_Instructions for the task_:
Using the records below, repeat exactly the lines from the one holding "let mut latest: Option<NaiveDate>" through the one holding "pub enum SelectionError", both ends included, and no others.

(Stored entries)
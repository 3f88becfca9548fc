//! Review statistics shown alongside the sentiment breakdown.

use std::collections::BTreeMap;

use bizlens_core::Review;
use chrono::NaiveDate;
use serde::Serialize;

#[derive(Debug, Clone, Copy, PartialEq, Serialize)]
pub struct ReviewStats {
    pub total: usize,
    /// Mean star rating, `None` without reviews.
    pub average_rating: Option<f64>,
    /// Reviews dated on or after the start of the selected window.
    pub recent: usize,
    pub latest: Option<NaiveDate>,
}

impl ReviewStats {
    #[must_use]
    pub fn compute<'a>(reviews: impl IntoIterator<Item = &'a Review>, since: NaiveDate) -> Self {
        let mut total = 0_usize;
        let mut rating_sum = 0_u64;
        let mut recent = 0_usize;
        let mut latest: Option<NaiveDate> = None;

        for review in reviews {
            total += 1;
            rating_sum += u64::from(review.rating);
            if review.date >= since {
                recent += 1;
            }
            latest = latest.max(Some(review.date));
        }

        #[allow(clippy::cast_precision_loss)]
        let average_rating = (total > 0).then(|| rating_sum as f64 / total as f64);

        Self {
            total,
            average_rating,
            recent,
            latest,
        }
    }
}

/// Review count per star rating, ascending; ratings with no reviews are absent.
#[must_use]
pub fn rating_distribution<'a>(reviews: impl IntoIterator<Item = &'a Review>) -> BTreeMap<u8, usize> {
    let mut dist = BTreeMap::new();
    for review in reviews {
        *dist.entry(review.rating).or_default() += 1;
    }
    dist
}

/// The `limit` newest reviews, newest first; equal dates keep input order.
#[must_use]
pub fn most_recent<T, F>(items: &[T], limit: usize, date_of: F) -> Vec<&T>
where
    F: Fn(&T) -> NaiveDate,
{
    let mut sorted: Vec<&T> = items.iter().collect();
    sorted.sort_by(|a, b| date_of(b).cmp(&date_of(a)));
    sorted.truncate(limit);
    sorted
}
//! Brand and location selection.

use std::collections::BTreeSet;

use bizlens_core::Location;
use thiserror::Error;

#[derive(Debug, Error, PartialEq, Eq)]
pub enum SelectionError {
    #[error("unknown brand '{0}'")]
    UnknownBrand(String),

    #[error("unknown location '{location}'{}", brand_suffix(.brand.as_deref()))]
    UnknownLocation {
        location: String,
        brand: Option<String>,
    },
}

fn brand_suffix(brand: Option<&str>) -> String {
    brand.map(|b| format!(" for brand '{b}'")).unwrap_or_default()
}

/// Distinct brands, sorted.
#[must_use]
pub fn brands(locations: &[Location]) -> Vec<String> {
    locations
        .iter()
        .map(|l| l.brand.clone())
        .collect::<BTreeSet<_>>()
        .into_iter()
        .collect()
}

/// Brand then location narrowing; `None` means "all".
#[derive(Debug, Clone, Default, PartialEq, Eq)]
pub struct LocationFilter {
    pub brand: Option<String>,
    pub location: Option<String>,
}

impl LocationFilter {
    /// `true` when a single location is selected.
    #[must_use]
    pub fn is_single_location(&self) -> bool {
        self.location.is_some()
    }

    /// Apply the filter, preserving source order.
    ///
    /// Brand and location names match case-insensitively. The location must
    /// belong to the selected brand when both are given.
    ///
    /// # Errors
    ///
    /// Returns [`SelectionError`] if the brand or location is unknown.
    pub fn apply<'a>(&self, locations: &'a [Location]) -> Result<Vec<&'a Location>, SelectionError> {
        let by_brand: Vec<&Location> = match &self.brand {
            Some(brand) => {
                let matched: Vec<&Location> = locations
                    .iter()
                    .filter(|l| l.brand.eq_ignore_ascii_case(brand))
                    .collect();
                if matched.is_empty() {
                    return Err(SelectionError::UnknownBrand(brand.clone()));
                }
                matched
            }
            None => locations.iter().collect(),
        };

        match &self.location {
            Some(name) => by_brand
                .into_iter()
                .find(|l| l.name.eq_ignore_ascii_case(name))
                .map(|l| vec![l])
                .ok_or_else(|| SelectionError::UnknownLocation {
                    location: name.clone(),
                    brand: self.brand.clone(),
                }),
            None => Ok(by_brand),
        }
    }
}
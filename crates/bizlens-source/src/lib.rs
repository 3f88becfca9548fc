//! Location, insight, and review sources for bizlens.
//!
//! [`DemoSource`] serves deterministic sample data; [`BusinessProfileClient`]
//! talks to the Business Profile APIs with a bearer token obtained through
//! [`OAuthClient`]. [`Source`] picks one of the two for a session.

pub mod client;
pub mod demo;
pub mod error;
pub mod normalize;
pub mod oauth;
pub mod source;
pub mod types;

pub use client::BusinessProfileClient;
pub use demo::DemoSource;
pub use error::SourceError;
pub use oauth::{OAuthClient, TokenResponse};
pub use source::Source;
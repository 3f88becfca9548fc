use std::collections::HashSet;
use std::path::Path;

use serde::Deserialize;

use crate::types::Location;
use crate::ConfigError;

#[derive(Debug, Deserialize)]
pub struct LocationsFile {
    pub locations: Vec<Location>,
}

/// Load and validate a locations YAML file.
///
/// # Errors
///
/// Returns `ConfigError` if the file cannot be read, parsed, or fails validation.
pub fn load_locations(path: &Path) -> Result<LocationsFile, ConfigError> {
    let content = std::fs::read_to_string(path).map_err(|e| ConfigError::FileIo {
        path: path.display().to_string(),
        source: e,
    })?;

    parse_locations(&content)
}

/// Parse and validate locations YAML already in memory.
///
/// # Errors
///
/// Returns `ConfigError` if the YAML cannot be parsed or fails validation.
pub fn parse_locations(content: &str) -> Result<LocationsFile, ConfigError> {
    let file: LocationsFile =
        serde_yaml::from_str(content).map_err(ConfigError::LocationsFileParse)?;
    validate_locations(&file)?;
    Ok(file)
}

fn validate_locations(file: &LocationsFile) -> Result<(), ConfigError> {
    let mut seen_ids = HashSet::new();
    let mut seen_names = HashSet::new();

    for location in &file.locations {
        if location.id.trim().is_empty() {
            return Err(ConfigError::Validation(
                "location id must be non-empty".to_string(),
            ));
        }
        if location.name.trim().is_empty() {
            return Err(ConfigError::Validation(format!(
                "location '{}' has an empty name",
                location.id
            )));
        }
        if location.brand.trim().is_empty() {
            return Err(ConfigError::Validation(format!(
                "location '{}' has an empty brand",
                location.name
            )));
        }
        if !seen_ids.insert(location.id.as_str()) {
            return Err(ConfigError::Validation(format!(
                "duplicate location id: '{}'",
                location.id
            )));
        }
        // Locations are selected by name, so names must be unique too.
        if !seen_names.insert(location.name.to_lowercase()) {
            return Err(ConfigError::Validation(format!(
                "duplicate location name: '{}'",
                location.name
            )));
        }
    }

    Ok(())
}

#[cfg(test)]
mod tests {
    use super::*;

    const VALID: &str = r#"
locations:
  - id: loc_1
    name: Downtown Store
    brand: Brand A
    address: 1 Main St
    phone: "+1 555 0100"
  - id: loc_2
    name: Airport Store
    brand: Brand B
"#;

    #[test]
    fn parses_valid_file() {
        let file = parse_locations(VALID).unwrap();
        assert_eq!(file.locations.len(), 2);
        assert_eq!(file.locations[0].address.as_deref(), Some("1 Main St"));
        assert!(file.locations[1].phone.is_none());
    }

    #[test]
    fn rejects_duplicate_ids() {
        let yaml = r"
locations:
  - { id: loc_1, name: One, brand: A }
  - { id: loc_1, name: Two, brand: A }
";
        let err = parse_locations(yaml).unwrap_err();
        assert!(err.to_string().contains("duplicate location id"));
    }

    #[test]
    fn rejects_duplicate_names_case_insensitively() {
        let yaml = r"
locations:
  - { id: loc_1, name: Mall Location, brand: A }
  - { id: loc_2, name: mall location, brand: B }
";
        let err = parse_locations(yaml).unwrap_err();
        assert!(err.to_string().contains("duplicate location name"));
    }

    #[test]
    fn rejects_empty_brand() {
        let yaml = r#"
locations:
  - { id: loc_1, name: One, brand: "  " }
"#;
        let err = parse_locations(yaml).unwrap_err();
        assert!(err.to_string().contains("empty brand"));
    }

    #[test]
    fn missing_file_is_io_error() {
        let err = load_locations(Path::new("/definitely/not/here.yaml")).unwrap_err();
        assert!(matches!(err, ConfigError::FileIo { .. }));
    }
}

_Exercise answer_:
        let mut latest: Option<NaiveDate> = None;

        for review in reviews {
            total += 1;
            rating_sum += u64::from(review.rating);
            if review.date >= since {
                recent += 1;
            }
            latest = latest.max(Some(review.date));
        }

        #[allow(clippy::cast_precision_loss)]
        let average_rating = (total > 0).then(|| rating_sum as f64 / total as f64);

        Self {
            total,
            average_rating,
            recent,
            latest,
        }
    }
}

/// Review count per star rating, ascending; ratings with no reviews are absent.
#[must_use]
pub fn rating_distribution<'a>(reviews: impl IntoIterator<Item = &'a Review>) -> BTreeMap<u8, usize> {
    let mut dist = BTreeMap::new();
    for review in reviews {
        *dist.entry(review.rating).or_default() += 1;
    }
    dist
}

/// The `limit` newest reviews, newest first; equal dates keep input order.
#[must_use]
pub fn most_recent<T, F>(items: &[T], limit: usize, date_of: F) -> Vec<&T>
where
    F: Fn(&T) -> NaiveDate,
{
    let mut sorted: Vec<&T> = items.iter().collect();
    sorted.sort_by(|a, b| date_of(b).cmp(&date_of(a)));
    sorted.truncate(limit);
    sorted
}
//! Brand and location selection.

use std::collections::BTreeSet;

use bizlens_core::Location;
use thiserror::Error;

#[derive(Debug, Error, PartialEq, Eq)]
pub enum SelectionError {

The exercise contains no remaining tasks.